**REQUIREMENT:** When the string "ends" appears in a line of the records, show the whole line.

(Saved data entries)
//! Write-through progress publisher.

use std::collections::HashMap;
use std::sync::{Arc, Mutex, MutexGuard};

use thiserror::Error;
use tokio::sync::broadcast;
use tracing::{debug, info, warn};

use super::JobEvent;
use crate::collaborator::RecipePayload;
use crate::confirmation::PendingUpload;
use crate::history::{HistoryEntry, HistoryError, HistoryStatus, HistoryStore, NewHistoryEntry};
use crate::job::{Job, JobStatus, JobStore, JobStoreError, ProgressUpdate, Stage};
use crate::metrics;

/// Default capacity of each broadcast channel.
pub const DEFAULT_CHANNEL_CAPACITY: usize = 256;

/// Errors from publishing progress.
#[derive(Debug, Error)]
pub enum PublishError {
    #[error(transparent)]
    JobStore(#[from] JobStoreError),

    #[error(transparent)]
    History(#[from] HistoryError),

    /// Terminal stages are reached through the terminal operations only.
    #[error("Stage '{0}' cannot be reported as progress")]
    TerminalStage(Stage),
}

/// Result of a successful pipeline run.
#[derive(Debug, Clone)]
pub struct JobCompletion {
    pub recipe: RecipePayload,
    /// Image uploaded with the recipe.
    pub thumbnail: Option<String>,
    pub uploaded_to: Vec<String>,
    pub failed_targets: Vec<String>,
}

/// Fans job progress out to subscribers while writing it through to the
/// job store.
///
/// The store write and the broadcast for a job happen under one lock, so
/// subscribers see events in store order and never see progress after a
/// terminal event. Terminal operations additionally write the job's single
/// [`HistoryEntry`](crate::history::HistoryEntry) before moving the job to
/// its terminal status, so a failed history write leaves the job open for a
/// retry instead of finished without an entry.
pub struct ProgressPublisher {
    jobs: Arc<dyn JobStore>,
    history: Arc<dyn HistoryStore>,
    global: broadcast::Sender<JobEvent>,
    channels: Mutex<HashMap<String, broadcast::Sender<JobEvent>>>,
    capacity: usize,
}

impl ProgressPublisher {
    pub fn new(jobs: Arc<dyn JobStore>, history: Arc<dyn HistoryStore>) -> Self {
        Self::with_capacity(jobs, history, DEFAULT_CHANNEL_CAPACITY)
    }

    pub fn with_capacity(
        jobs: Arc<dyn JobStore>,
        history: Arc<dyn HistoryStore>,
        capacity: usize,
    ) -> Self {
        let (global, _) = broadcast::channel(capacity);
        Self {
            jobs,
            history,
            global,
            channels: Mutex::new(HashMap::new()),
            capacity,
        }
    }

    /// The job store this publisher writes through to.
    pub fn jobs(&self) -> &Arc<dyn JobStore> {
        &self.jobs
    }

    /// Subscribe to events for every job.
    pub fn subscribe_all(&self) -> broadcast::Receiver<JobEvent> {
        self.global.subscribe()
    }

    /// Subscribe to events for one job.
    ///
    /// The stream ends after the job's terminal event. Subscribing to a job
    /// that is already terminal yields a stream that is closed immediately.
    pub fn subscribe_job(&self, job_id: &str) -> Result<broadcast::Receiver<JobEvent>, PublishError> {
        let mut channels = self.channels();
        if let Some(sender) = channels.get(job_id) {
            return Ok(sender.subscribe());
        }

        let job = self
            .jobs
            .get(job_id)?
            .ok_or_else(|| JobStoreError::NotFound(job_id.to_string()))?;

        let (sender, receiver) = broadcast::channel(self.capacity);
        if !job.is_terminal() {
            channels.insert(job_id.to_string(), sender);
        }
        Ok(receiver)
    }

    /// Announce a newly submitted job.
    pub fn announce_created(&self, job: &Job) {
        let channels = self.channels();
        self.emit(
            &channels,
            JobEvent::Created {
                job_id: job.id.clone(),
                url: job.url.clone(),
            },
        );
    }

    /// Record progress for a running job.
    ///
    /// Returns `false` (and emits nothing) when the job is already terminal,
    /// e.g. because it was cancelled while the stage was running.
    pub fn update_progress(&self, job_id: &str, update: ProgressUpdate) -> Result<bool, PublishError> {
        if update.stage.status().is_terminal() {
            return Err(PublishError::TerminalStage(update.stage));
        }

        let channels = self.channels();
        let Some(job) = self.jobs.update_progress(job_id, &update)? else {
            debug!(job_id = %job_id, stage = %update.stage, "Ignoring progress for finished job");
            return Ok(false);
        };

        if job.progress > update.percent {
            warn!(
                job_id = %job_id,
                stage = %update.stage,
                reported = update.percent,
                stored = job.progress,
                "Progress went backwards, keeping the higher value"
            );
        }

        self.emit(&channels, JobEvent::progress(&job));
        Ok(true)
    }

    /// Announce a recipe waiting at the confirmation gate.
    pub fn emit_preview(&self, upload: &PendingUpload) {
        let channels = self.channels();
        self.emit(&channels, JobEvent::preview(upload));
    }

    /// Finish a job successfully.
    ///
    /// Returns `false` if the job was already terminal; nothing is written
    /// or emitted in that case.
    pub fn complete_job(&self, job_id: &str, completion: JobCompletion) -> Result<bool, PublishError> {
        let message = if completion.uploaded_to.is_empty() {
            "Recipe created".to_string()
        } else {
            format!("Recipe uploaded to {}", completion.uploaded_to.join(", "))
        };

        let recipe_name = completion
            .recipe
            .get("name")
            .and_then(|n| n.as_str())
            .map(str::to_string);

        let event = JobEvent::Completed {
            job_id: job_id.to_string(),
            recipe_name,
            recipe: completion.recipe.clone(),
            uploaded_to: completion.uploaded_to.clone(),
            failed_targets: completion.failed_targets,
        };

        self.finish(
            job_id,
            JobStatus::Completed,
            &message,
            None,
            Outcome {
                recipe: Some(completion.recipe),
                thumbnail: completion.thumbnail,
                output_targets: completion.uploaded_to,
            },
            event,
        )
    }

    /// Finish a job as failed. `error` becomes the job's error message.
    pub fn fail_job(
        &self,
        job_id: &str,
        error: &str,
        recipe: Option<RecipePayload>,
    ) -> Result<bool, PublishError> {
        let event = JobEvent::Failed {
            job_id: job_id.to_string(),
            error: error.to_string(),
        };
        self.finish(
            job_id,
            JobStatus::Failed,
            error,
            Some(error),
            Outcome::with_recipe(recipe),
            event,
        )
    }

    /// Finish a job as cancelled.
    pub fn cancel_job(
        &self,
        job_id: &str,
        reason: &str,
        recipe: Option<RecipePayload>,
    ) -> Result<bool, PublishError> {
        let event = JobEvent::Cancelled {
            job_id: job_id.to_string(),
            reason: reason.to_string(),
        };
        self.finish(
            job_id,
            JobStatus::Cancelled,
            reason,
            None,
            Outcome::with_recipe(recipe),
            event,
        )
    }

    /// Delete a job's history entry, and its job record once terminal.
    pub fn forget_job(&self, job_id: &str) -> Result<HistoryEntry, PublishError> {
        let _channels = self.channels();
        let entry = self.history.delete(job_id)?;
        if let Some(job) = self.jobs.get(job_id)? {
            if job.is_terminal() {
                self.jobs.delete(job_id)?;
            }
        }
        debug!(job_id = %job_id, "Job forgotten");
        Ok(entry)
    }

    fn finish(
        &self,
        job_id: &str,
        status: JobStatus,
        message: &str,
        error_message: Option<&str>,
        outcome: Outcome,
        event: JobEvent,
    ) -> Result<bool, PublishError> {
        let mut channels = self.channels();

        let current = self
            .jobs
            .get(job_id)?
            .ok_or_else(|| JobStoreError::NotFound(job_id.to_string()))?;
        if current.is_terminal() {
            debug!(job_id = %job_id, status = %current.status, "Job already finished, ignoring");
            return Ok(false);
        }

        // History goes first. `record` is insert-once, so a call retried
        // after a failed status write finds its entry and moves on.
        let history_status = HistoryStatus::from_job_status(status).unwrap_or(HistoryStatus::Failed);
        let recorded = self.history.record(NewHistoryEntry {
            job_id: current.id.clone(),
            url: current.url.clone(),
            video_title: current.video_title.clone(),
            recipe: outcome.recipe,
            thumbnail: outcome.thumbnail,
            status: history_status,
            error_message: error_message.map(str::to_string),
            output_targets: outcome.output_targets,
        })?;

        if self.jobs.finish(job_id, status, message, error_message)?.is_none() {
            debug!(job_id = %job_id, status = %status, "Job finished concurrently, ignoring");
            return Ok(false);
        }
        if !recorded {
            warn!(job_id = %job_id, "History entry already existed for job, keeping it");
        }

        metrics::JOBS_FINISHED.with_label_values(&[status.as_str()]).inc();
        info!(job_id = %job_id, status = %status, message = %message, "Job finished");

        self.emit(&channels, event);
        // Dropping the sender ends every per-job stream after this event
        channels.remove(job_id);
        Ok(true)
    }

    fn emit(&self, channels: &HashMap<String, broadcast::Sender<JobEvent>>, event: JobEvent) {
        if let Some(sender) = channels.get(event.job_id()) {
            let _ = sender.send(event.clone());
        }
        // No receivers is fine
        let _ = self.global.send(event);
    }

    fn channels(&self) -> MutexGuard<'_, HashMap<String, broadcast::Sender<JobEvent>>> {
        self.channels.lock().unwrap_or_else(|poisoned| poisoned.into_inner())
    }
}

struct Outcome {
    recipe: Option<RecipePayload>,
    thumbnail: Option<String>,
    output_targets: Vec<String>,
}

impl Outcome {
    fn with_recipe(recipe: Option<RecipePayload>) -> Self {
        Self {
            recipe,
            thumbnail: None,
            output_targets: Vec::new(),
        }
    }
}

**RESULT OF THIS TASK:**
    /// The stream ends after the job's terminal event. Subscribing to a job
        // Dropping the sender ends every per-job stream after this event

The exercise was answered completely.